Establishing and Managing Native Warm Season Perennial Grasses

Though the usefulness of native warm season (NWS) perennial grasses in forage systems in Georgia is limited, these grasses may fit goals for wildlife habitat improvement, riparian area protection, or biomass for bioenergy production. The goal for the planting dictates the management and inputs required.

Broadcasting NWS grass seed over a prepared seedbed and using a cultipacker to firm the soil around the seed will result in a good stand. However, because of the potential for erosion at most sites where NWS grasses will be established, no-till establishment is the most common establishment method.

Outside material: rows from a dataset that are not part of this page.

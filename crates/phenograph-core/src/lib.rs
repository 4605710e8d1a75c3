//! Phenograph core: immutable ontology DAGs built from OBO stanzas.
//!
//! ```text
//! OBO text ──phenograph-obo──▶ Header + Stanzas
//!          ──OntologyBuilder + EntryFactory──▶ Ontology (frozen)
//! ```
//!
//! - `term_id` / `term`: value types (`TermId`, `Term`, `Relationship`)
//! - `config`: prefix registry and root policy, passed explicitly
//! - `factory`: per-flavour translation of stanzas into terms and edges
//! - `builder`: the accumulate-then-freeze state machine
//! - `graph` / `ontology`: arena graph and the query surface
//! - `loader`: stream entry points

pub mod builder;
pub mod config;
pub mod factory;
pub mod graph;
pub mod loader;
pub mod ontology;
pub mod term;
pub mod term_id;

pub use builder::{BuildReport, BuildWarning, OntologyBuilder};
pub use config::{OntologyConfig, PrefixRegistry, RootPolicy};
pub use factory::{
    EntryFactory, GenericEntryFactory, GoEntryFactory, HpoEntryFactory, UberphenoEntryFactory,
};
pub use graph::{Direction, TermGraph};
pub use loader::{load_ontology, load_ontology_str, load_ontology_with_report};
pub use ontology::{MetaInfo, Ontology, OntologyParts};
pub use term::{RelationQualifier, Relationship, Synonym, Term};
pub use term_id::{TermId, TermIdError};

use phenograph_obo::OboParseError;
use thiserror::Error;

fn join_ids(ids: &[TermId]) -> String {
    ids.iter()
        .map(ToString::to_string)
        .collect::<Vec<_>>()
        .join(", ")
}

/// Fatal construction errors. No partially built ontology escapes.
#[derive(Debug, Error)]
pub enum BuildError {
    #[error("ontology contains no [Term] stanzas")]
    EmptyOntology,
    #[error("is_a cycle among: {}", join_ids(.members))]
    Cycle { members: Vec<TermId> },
    #[error("no root candidate: every term without an is_a parent is obsolete")]
    NoRoot,
    #[error("{} root candidates ({}) but the root policy rejects multiple roots", .candidates.len(), join_ids(.candidates))]
    MultipleRoots { candidates: Vec<TermId> },
    #[error("artificial root {root} is already a vertex of the ontology")]
    ArtificialRootCollision { root: TermId },
    #[error("invalid term id on line {line}: {source}")]
    InvalidTermId {
        line: usize,
        #[source]
        source: TermIdError,
    },
    #[error("inconsistent ontology parts: {0}")]
    Inconsistent(String),
    #[error(transparent)]
    Parse(#[from] OboParseError),
}

/// Lookup failures on a frozen ontology.
#[derive(Debug, Clone, PartialEq, Eq, Error)]
pub enum QueryError {
    #[error("term id {0} is not part of the ontology")]
    NotFound(TermId),
    #[error("term id {0} is a vertex without term metadata")]
    NoMetadata(TermId),
    #[error("no relationship with id {0}")]
    UnknownRelationship(u32),
}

Regardless of seed dispersal method, indiangrass and the bluestems will require a specialized seed box agitator (shown at right). This is because the seed of these NWS grass species have “fluffy” appendages that make them prone to clogging the seed box. Though these seed box agitators aren’t commonplace, some wildlife agencies and USDA - Natural Resources Conservation Service and Soil Conservation Districts may have NWS grass drills available for rent.

Seeding rates for NWS grasses vary only slightly between species, with switchgrass being the notable exception (Table 1). If wildlife habitat is the primary goal, seeding rates can generally be reduced by 50 – 60%. Like most other forage species, careful attention should be paid to planting depth. With the exception of eastern gamagrass, NWS grasses will not survive being planted deeper than ½ inch.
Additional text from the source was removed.